- [Exercise]: You are asked to filter the data below and copy every line holding "return".

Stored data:
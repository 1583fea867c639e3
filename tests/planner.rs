//! Planner pipeline tests against an in-process fake of the geo services.

use std::collections::HashSet;
use std::sync::atomic::{AtomicUsize, Ordering};
use std::sync::{Arc, Mutex};
use std::time::Duration;

use async_trait::async_trait;
use chrono::Utc;
use motoplan::config::{ApiKeys, SamplingConfig};
use motoplan::models::weather::{Condition, MainReadings, Wind};
use motoplan::models::WeatherReport;
use motoplan::{
    Coordinate, GeoServices, InsightKind, Location, MotoPlanError, PlanStage, Route, RoutePlanner,
    RouteSummary, SavedRoute, Service,
};

/// One degree of longitude along the equator, in km
const KM_PER_DEGREE: f64 = 111.194_926_6;

#[derive(Default)]
struct FakeState {
    calls: Mutex<Vec<String>>,
    weather_points: Mutex<Vec<Coordinate>>,
    prompts: Mutex<Vec<String>>,
    in_flight: AtomicUsize,
    max_in_flight: AtomicUsize,
    unknown_places: HashSet<&'static str>,
    temperatures: Vec<f64>,
    weather_failure_at: Option<usize>,
}

#[derive(Clone)]
struct FakeServices {
    state: Arc<FakeState>,
}

impl FakeServices {
    fn new(state: FakeState) -> Self {
        Self {
            state: Arc::new(state),
        }
    }

    fn calls(&self) -> Vec<String> {
        self.state.calls.lock().unwrap().clone()
    }

    fn record(&self, call: impl Into<String>) {
        self.state.calls.lock().unwrap().push(call.into());
    }
}

#[async_trait]
impl GeoServices for FakeServices {
    async fn geocode(&self, query: &str) -> motoplan::Result<Option<Location>> {
        self.record(format!("geocode:{query}"));
        if self.state.unknown_places.contains(query) {
            return Ok(None);
        }
        Ok(Some(Location::new(0.0, 0.0, format!("{query}, Equator"))))
    }

    async fn route(
        &self,
        _start: &Location,
        _end: &Location,
        key: &str,
    ) -> motoplan::Result<Route> {
        self.record("route");
        assert_eq!(key, "ors-key");
        // 1.5 degrees of longitude along the equator, about 167 km
        Ok(Route::new(
            vec![
                Coordinate::new(0.0, 0.0),
                Coordinate::new(1.0, 0.0),
                Coordinate::new(1.5, 0.0),
            ],
            RouteSummary {
                distance: 1.5 * KM_PER_DEGREE * 1000.0,
                duration: 7200.0,
            },
        ))
    }

    async fn weather(&self, at: Coordinate, key: &str) -> motoplan::Result<WeatherReport> {
        assert_eq!(key, "owm-key");
        let index = {
            let mut points = self.state.weather_points.lock().unwrap();
            points.push(at);
            points.len() - 1
        };
        self.record("weather");

        let running = self.state.in_flight.fetch_add(1, Ordering::SeqCst) + 1;
        self.state.max_in_flight.fetch_max(running, Ordering::SeqCst);
        tokio::time::sleep(Duration::from_millis(2)).await;
        self.state.in_flight.fetch_sub(1, Ordering::SeqCst);

        if self.state.weather_failure_at == Some(index) {
            return Err(MotoPlanError::remote(Service::Weather, Some(429), "Too Many Requests"));
        }

        let temp = self.state.temperatures.get(index).copied().unwrap_or(20.0);
        Ok(WeatherReport {
            name: format!("Town {index}"),
            main: MainReadings { temp },
            weather: vec![Condition {
                main: "Clear".to_string(),
                description: "clear sky".to_string(),
                icon: "01d".to_string(),
            }],
            wind: Wind { speed: 3.0 },
        })
    }

    async fn generate_insight(&self, prompt: &str, key: &str) -> motoplan::Result<String> {
        assert_eq!(key, "gemini-key");
        self.state.prompts.lock().unwrap().push(prompt.to_string());
        Ok("Long straight desert roads. Carry water.".to_string())
    }
}

fn all_keys() -> ApiKeys {
    ApiKeys {
        routing: Some("ors-key".to_string()),
        weather: Some("owm-key".to_string()),
        insight: Some("gemini-key".to_string()),
    }
}

fn planner(services: &FakeServices, keys: ApiKeys) -> RoutePlanner<FakeServices> {
    RoutePlanner::new(services.clone(), keys, &SamplingConfig::default())
}

#[tokio::test]
async fn test_plan_runs_stages_in_order() {
    let services = FakeServices::new(FakeState::default());
    let mut planner = planner(&services, all_keys());

    let report = planner.plan("Quito", "Macapa").await.unwrap();

    // 0, 35, 70, 105, 140 km and the end at ~167 km
    assert_eq!(report.samples.len(), 6);
    let calls = services.calls();
    assert_eq!(&calls[..3], ["geocode:Quito", "geocode:Macapa", "route"]);
    assert_eq!(calls[3..].len(), 6);
    assert!(calls[3..].iter().all(|call| call == "weather"));

    // Strictly one weather lookup at a time, in route order
    assert_eq!(services.state.max_in_flight.load(Ordering::SeqCst), 1);
    let points = services.state.weather_points.lock().unwrap().clone();
    assert!(points.windows(2).all(|w| w[0].longitude < w[1].longitude));
    assert_eq!(points.first(), Some(&Coordinate::new(0.0, 0.0)));
    assert_eq!(points.last(), Some(&Coordinate::new(1.5, 0.0)));

    // Uniform weather: endpoints plus every third sample
    let shown: Vec<usize> = report.markers.iter().map(|m| m.sample_index).collect();
    assert_eq!(shown, vec![0, 3, 5]);

    let session = planner.session();
    assert_eq!(session.samples().len(), 6);
    assert_eq!(session.markers().len(), 3);
    let trip = planner.current_trip().unwrap();
    assert_eq!(trip.start, "Quito");
    assert_eq!(trip.end, "Macapa");
    assert_eq!(trip.summary.format_distance(), "166.8 km");
}

#[tokio::test]
async fn test_temperature_jump_adds_marker() {
    let services = FakeServices::new(FakeState {
        temperatures: vec![20.0, 24.0, 24.0, 24.0, 24.5, 25.0],
        ..FakeState::default()
    });
    let mut planner = planner(&services, all_keys());

    let report = planner.plan("Quito", "Macapa").await.unwrap();

    let shown: Vec<usize> = report.markers.iter().map(|m| m.sample_index).collect();
    assert_eq!(shown, vec![0, 1, 3, 5]);
    assert_eq!(report.markers[1].temperature, 24);
    assert_eq!(report.markers[1].title, "Town 1");
}

#[tokio::test]
async fn test_missing_keys_fail_before_any_request() {
    let services = FakeServices::new(FakeState::default());
    let keys = ApiKeys {
        weather: None,
        ..all_keys()
    };
    let mut planner = planner(&services, keys);

    let failure = planner.plan("Quito", "Macapa").await.unwrap_err();

    assert_eq!(failure.stage, PlanStage::Credentials);
    assert_eq!(failure.message(), "Please enter your API keys in settings.");
    assert!(failure.reveal_settings());
    assert!(services.calls().is_empty());
}

#[tokio::test]
async fn test_unknown_destination_stops_before_routing() {
    let services = FakeServices::new(FakeState {
        unknown_places: HashSet::from(["Atlantis"]),
        ..FakeState::default()
    });
    let mut planner = planner(&services, all_keys());

    let failure = planner.plan("Quito", "Atlantis").await.unwrap_err();

    assert_eq!(failure.stage, PlanStage::GeocodeEnd);
    assert!(matches!(failure.error, MotoPlanError::NotFound { .. }));
    assert_eq!(failure.message(), "Could not find location: Atlantis");
    assert!(!failure.reveal_settings());
    assert_eq!(services.calls(), vec!["geocode:Quito", "geocode:Atlantis"]);
}

#[tokio::test]
async fn test_failed_plan_leaves_session_empty() {
    let services = FakeServices::new(FakeState {
        weather_failure_at: Some(8),
        ..FakeState::default()
    });
    let mut planner = planner(&services, all_keys());

    // First plan uses weather calls 0..=5 and succeeds
    planner.plan("Quito", "Macapa").await.unwrap();
    assert!(planner.session().current().is_some());

    // Second plan fails on its third weather lookup
    let failure = planner.plan("Quito", "Macapa").await.unwrap_err();
    assert_eq!(failure.stage, PlanStage::Weather { index: 2, of: 6 });
    assert_eq!(failure.message(), "Weather API Error: Too Many Requests");

    let session = planner.session();
    assert!(session.current().is_none());
    assert!(session.samples().is_empty());
    assert!(session.markers().is_empty());
    assert_eq!(session.last_failure(), Some("Weather API Error: Too Many Requests"));
    assert!(planner.current_trip().is_err());
}

#[tokio::test]
async fn test_insight_requires_key_and_plan() {
    let services = FakeServices::new(FakeState::default());

    let keys = ApiKeys {
        insight: None,
        ..all_keys()
    };
    let err = planner(&services, keys)
        .insight(InsightKind::Insight)
        .await
        .unwrap_err();
    assert!(matches!(err, MotoPlanError::Auth { .. }));
    assert_eq!(err.to_string(), "Enter Gemini Key in settings");

    let err = planner(&services, all_keys())
        .insight(InsightKind::Packing)
        .await
        .unwrap_err();
    assert!(matches!(err, MotoPlanError::Validation { .. }));
}

#[tokio::test]
async fn test_insight_prompts_describe_the_ride() {
    let services = FakeServices::new(FakeState::default());
    let mut planner = planner(&services, all_keys());
    planner.plan("Quito", "Macapa").await.unwrap();

    let text = planner.insight(InsightKind::Insight).await.unwrap();
    assert_eq!(text, "Long straight desert roads. Carry water.");
    planner.insight(InsightKind::Packing).await.unwrap();

    let prompts = services.state.prompts.lock().unwrap().clone();
    assert_eq!(prompts.len(), 2);
    assert!(prompts[0].starts_with("I am riding a motorcycle from Quito to Macapa."));
    assert!(
        prompts[0].contains(r#"{"location":"Town 0","temp":20.0,"condition":"Clear","wind":3.0}"#)
    );
    assert!(prompts[1].starts_with("Create a short bulleted motorcycle gear checklist"));
}

#[tokio::test]
async fn test_replay_plans_saved_endpoints() {
    let services = FakeServices::new(FakeState::default());
    let mut planner = planner(&services, all_keys());
    let saved = SavedRoute {
        id: "abc".to_string(),
        start: "Bogota".to_string(),
        end: "Lima".to_string(),
        summary: RouteSummary {
            distance: 1.0,
            duration: 1.0,
        },
        created_at: Utc::now(),
    };

    let report = planner.replay(&saved).await.unwrap();

    assert_eq!(report.start_query, "Bogota");
    assert_eq!(report.end_query, "Lima");
    assert_eq!(&services.calls()[..2], ["geocode:Bogota", "geocode:Lima"]);
}
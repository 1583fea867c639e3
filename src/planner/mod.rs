//! Route planning orchestration
//!
//! A plan runs strictly in sequence: credentials, geocode both ends, fetch the
//! route, sample it, then query the weather at each sample one at a time.

mod insight;
mod session;

pub use insight::{InsightKind, build_prompt};
pub use session::Session;

use std::fmt;

use serde::Serialize;
use tracing::{debug, info, instrument, warn};

use crate::Result;
use crate::api::GeoServices;
use crate::config::{ApiKeys, SamplingConfig};
use crate::error::MotoPlanError;
use crate::marker::{Marker, MarkerFilter};
use crate::models::{Location, NewSavedRoute, Route, SavedRoute, WeatherSample};
use crate::sampler::{route_length_km, sample_route};
use crate::store::RouteStore;

const MISSING_KEYS: &str = "Please enter your API keys in settings.";
const MISSING_INSIGHT_KEY: &str = "Enter Gemini Key in settings";

/// Pipeline stage a plan failed in
#[derive(Debug, Clone, Copy, PartialEq, Eq, Serialize)]
#[serde(rename_all = "snake_case")]
pub enum PlanStage {
    Credentials,
    GeocodeStart,
    GeocodeEnd,
    FetchRoute,
    /// Weather lookup for the sample at `index`
    Weather { index: usize, of: usize },
}

impl fmt::Display for PlanStage {
    fn fmt(&self, f: &mut fmt::Formatter<'_>) -> fmt::Result {
        match self {
            PlanStage::Credentials => write!(f, "checking API keys"),
            PlanStage::GeocodeStart => write!(f, "finding the start"),
            PlanStage::GeocodeEnd => write!(f, "finding the destination"),
            PlanStage::FetchRoute => write!(f, "fetching the route"),
            PlanStage::Weather { index, of } => {
                write!(f, "fetching weather for sample {} of {}", index + 1, of)
            }
        }
    }
}

/// A plan that stopped at `stage`
#[derive(Debug)]
pub struct PlanFailure {
    pub stage: PlanStage,
    pub error: MotoPlanError,
}

impl PlanFailure {
    fn at(stage: PlanStage) -> impl FnOnce(MotoPlanError) -> Self {
        move |error| Self { stage, error }
    }

    /// Message to show the rider
    #[must_use]
    pub fn message(&self) -> String {
        self.error.user_message()
    }

    /// Whether the settings (API keys) should be brought to the user's attention
    #[must_use]
    pub fn reveal_settings(&self) -> bool {
        self.error.is_credential_problem()
    }
}

impl fmt::Display for PlanFailure {
    fn fmt(&self, f: &mut fmt::Formatter<'_>) -> fmt::Result {
        write!(f, "Failed while {}: {}", self.stage, self.message())
    }
}

impl std::error::Error for PlanFailure {
    fn source(&self) -> Option<&(dyn std::error::Error + 'static)> {
        Some(&self.error)
    }
}

/// Everything a successful plan produced
#[derive(Debug, Clone, PartialEq, Serialize)]
pub struct PlanReport {
    /// Start as typed by the rider
    pub start_query: String,
    /// Destination as typed by the rider
    pub end_query: String,
    pub start: Location,
    pub end: Location,
    pub route: Route,
    pub samples: Vec<WeatherSample>,
    pub markers: Vec<Marker>,
}

impl PlanReport {
    /// The record that saving this plan would create
    #[must_use]
    pub fn trip(&self) -> NewSavedRoute {
        NewSavedRoute {
            start: self.start_query.clone(),
            end: self.end_query.clone(),
            summary: self.route.summary,
        }
    }
}

impl fmt::Display for PlanReport {
    fn fmt(&self, f: &mut fmt::Formatter<'_>) -> fmt::Result {
        writeln!(f, "🏍️  {} ➝ {}", self.start_query, self.end_query)?;
        writeln!(
            f,
            "   📏 {}   ⏱️  {}",
            self.route.summary.format_distance(),
            self.route.summary.format_duration()
        )?;
        writeln!(
            f,
            "   🌤️  {} weather samples, {} shown",
            self.samples.len(),
            self.markers.len()
        )?;
        for marker in &self.markers {
            let temperature = match self.samples.get(marker.sample_index) {
                Some(sample) => sample.format_temperature(),
                None => format!("{}°C", marker.temperature),
            };
            writeln!(
                f,
                "   📍 {}: {} {}",
                marker.title, temperature, marker.description
            )?;
        }
        Ok(())
    }
}

/// Plans motorcycle trips and keeps the current one in a [`Session`]
pub struct RoutePlanner<S> {
    services: S,
    keys: ApiKeys,
    step_km: f64,
    filter: MarkerFilter,
    session: Session,
}

impl<S: GeoServices> RoutePlanner<S> {
    pub fn new(services: S, keys: ApiKeys, sampling: &SamplingConfig) -> Self {
        Self {
            services,
            keys,
            step_km: sampling.step_km,
            filter: MarkerFilter::from(sampling),
            session: Session::default(),
        }
    }

    #[must_use]
    pub fn session(&self) -> &Session {
        &self.session
    }

    /// Plan a trip from `start` to `end`.
    ///
    /// The previous plan is cleared first, so after a failure the session is
    /// empty.
    #[instrument(skip(self))]
    pub async fn plan(
        &mut self,
        start: &str,
        end: &str,
    ) -> std::result::Result<PlanReport, PlanFailure> {
        info!("Planning ride from {} to {}", start, end);
        self.session.begin();

        let outcome = self.run(start, end).await;
        match &outcome {
            Ok(report) => info!(
                "Planned {} with {} samples and {} markers",
                report.route.summary,
                report.samples.len(),
                report.markers.len()
            ),
            Err(failure) => warn!("{}", failure),
        }

        self.session.finish(&outcome);
        outcome
    }

    /// Plan a previously saved trip again
    pub async fn replay(
        &mut self,
        saved: &SavedRoute,
    ) -> std::result::Result<PlanReport, PlanFailure> {
        debug!("Re-planning saved route {}", saved.id);
        self.plan(&saved.start, &saved.end).await
    }

    /// The trip to save for the current plan
    pub fn current_trip(&self) -> Result<NewSavedRoute> {
        self.session
            .trip()
            .ok_or_else(|| MotoPlanError::validation("Plan a route before saving it"))
    }

    /// Save the current trip to `store`
    pub async fn save_current(&self, store: &dyn RouteStore) -> Result<SavedRoute> {
        let trip = self.current_trip()?;
        store.save(trip).await
    }

    /// Ask the generative model about the current plan
    #[instrument(skip(self))]
    pub async fn insight(&self, kind: InsightKind) -> Result<String> {
        let key = present(&self.keys.insight)
            .ok_or_else(|| MotoPlanError::auth(MISSING_INSIGHT_KEY))?;
        let trip = self.session.trip().ok_or_else(|| {
            MotoPlanError::validation("Plan a route before asking for a ride summary")
        })?;

        let prompt = build_prompt(kind, &trip, self.session.samples());
        debug!("Requesting {} for {} samples", kind, self.session.samples().len());
        self.services.generate_insight(&prompt, key).await
    }

    async fn run(
        &self,
        start_query: &str,
        end_query: &str,
    ) -> std::result::Result<PlanReport, PlanFailure> {
        let (routing_key, weather_key) = self
            .planning_keys()
            .map_err(PlanFailure::at(PlanStage::Credentials))?;

        let start = self
            .resolve(start_query)
            .await
            .map_err(PlanFailure::at(PlanStage::GeocodeStart))?;
        let end = self
            .resolve(end_query)
            .await
            .map_err(PlanFailure::at(PlanStage::GeocodeEnd))?;
        debug!(
            "Resolved {} to ({}) and {} to ({})",
            start_query,
            start.format_coordinates(),
            end_query,
            end.format_coordinates()
        );

        let route = self
            .services
            .route(&start, &end, routing_key)
            .await
            .map_err(PlanFailure::at(PlanStage::FetchRoute))?;

        let points = sample_route(&route.coordinates, self.step_km);
        info!(
            "Sampling {} points every {}km along {:.1}km of route",
            points.len(),
            self.step_km,
            route_length_km(&route.coordinates)
        );

        let count = points.len();
        let mut samples: Vec<WeatherSample> = Vec::with_capacity(count);
        for (index, point) in points.into_iter().enumerate() {
            let report = self
                .services
                .weather(point, weather_key)
                .await
                .map_err(PlanFailure::at(PlanStage::Weather { index, of: count }))?;
            samples.push(WeatherSample::from_report(report, point));
        }
        let markers = self.filter.select(&samples);

        Ok(PlanReport {
            start_query: start_query.to_string(),
            end_query: end_query.to_string(),
            start,
            end,
            route,
            samples,
            markers,
        })
    }

    fn planning_keys(&self) -> Result<(&str, &str)> {
        match (present(&self.keys.routing), present(&self.keys.weather)) {
            (Some(routing), Some(weather)) => Ok((routing, weather)),
            _ => Err(MotoPlanError::auth(MISSING_KEYS)),
        }
    }

    async fn resolve(&self, query: &str) -> Result<Location> {
        let query = query.trim();
        if query.is_empty() {
            return Err(MotoPlanError::validation("Enter both a start and a destination"));
        }
        self.services
            .geocode(query)
            .await?
            .ok_or_else(|| MotoPlanError::not_found(query))
    }
}

fn present(key: &Option<String>) -> Option<&str> {
    key.as_deref().map(str::trim).filter(|k| !k.is_empty())
}
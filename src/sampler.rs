//! Fixed-distance sampling along a route
//!
//! Weather is queried at the route's start, at every multiple of the step
//! distance along the route, and at the route's end.

use crate::models::Coordinate;

/// Default distance between weather samples
pub const DEFAULT_STEP_KM: f64 = 35.0;

/// Sample points along `coordinates` every `step_km` kilometers.
///
/// The result starts with the first coordinate and ends with the last one. A
/// route shorter than one step (or a non-positive step) yields just the two
/// endpoints; an empty route yields nothing.
#[must_use]
pub fn sample_route(coordinates: &[Coordinate], step_km: f64) -> Vec<Coordinate> {
    let (Some(first), Some(last)) = (coordinates.first(), coordinates.last()) else {
        return Vec::new();
    };

    let mut samples = vec![*first];
    if step_km > 0.0 {
        let mut walker = RouteWalker::new(coordinates);
        let total_km = walker.total_km();
        let mut target_km = step_km;
        while target_km < total_km {
            if let Some(point) = walker.point_at(target_km) {
                samples.push(point);
            }
            target_km += step_km;
        }
    }
    samples.push(*last);
    samples
}

/// Total route length in kilometers
#[must_use]
pub fn route_length_km(coordinates: &[Coordinate]) -> f64 {
    coordinates
        .windows(2)
        .map(|pair| pair[0].distance_km(&pair[1]))
        .sum()
}

/// Walks a polyline forward, answering "where am I after `d` km"
struct RouteWalker<'a> {
    coordinates: &'a [Coordinate],
    /// Cumulative distance at each vertex
    cumulative_km: Vec<f64>,
    /// Segment the previous lookup ended in; targets only increase
    segment: usize,
}

impl<'a> RouteWalker<'a> {
    fn new(coordinates: &'a [Coordinate]) -> Self {
        let mut cumulative_km = Vec::with_capacity(coordinates.len());
        let mut travelled = 0.0;
        cumulative_km.push(travelled);
        for pair in coordinates.windows(2) {
            travelled += pair[0].distance_km(&pair[1]);
            cumulative_km.push(travelled);
        }

        Self {
            coordinates,
            cumulative_km,
            segment: 0,
        }
    }

    fn total_km(&self) -> f64 {
        self.cumulative_km.last().copied().unwrap_or(0.0)
    }

    fn point_at(&mut self, distance_km: f64) -> Option<Coordinate> {
        while self.segment + 1 < self.coordinates.len() {
            let start_km = self.cumulative_km[self.segment];
            let end_km = self.cumulative_km[self.segment + 1];
            if distance_km <= end_km {
                let length = end_km - start_km;
                let fraction = if length > 0.0 {
                    (distance_km - start_km) / length
                } else {
                    0.0
                };
                let from = &self.coordinates[self.segment];
                let to = &self.coordinates[self.segment + 1];
                return Some(from.lerp(to, fraction));
            }
            self.segment += 1;
        }
        None
    }
}
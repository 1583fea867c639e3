//! Logging setup

use tracing_subscriber::EnvFilter;

use crate::config::LoggingConfig;

/// Install the global tracing subscriber.
///
/// `RUST_LOG` wins over the configured level; `verbose` forces `debug`.
/// Logs go to stderr so `--json` output on stdout stays parseable.
pub fn init(logging: &LoggingConfig, verbose: bool) {
    let level = if verbose { "debug" } else { logging.level.as_str() };
    let filter = EnvFilter::try_from_default_env().unwrap_or_else(|_| EnvFilter::new(level));

    let builder = tracing_subscriber::fmt()
        .with_env_filter(filter)
        .with_writer(std::io::stderr);

    // try_init: a second call (tests, embedding) keeps the first subscriber
    let _ = if logging.format == "json" {
        builder.json().try_init()
    } else {
        builder.try_init()
    };
}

- [Task result]:
            return Ok(None);
            return Err(MotoPlanError::remote(Service::Weather, Some(429), "Too Many Requests"));
            return Err(MotoPlanError::validation("Enter both a start and a destination"));
        return Vec::new();
                return Some(from.lerp(to, fraction));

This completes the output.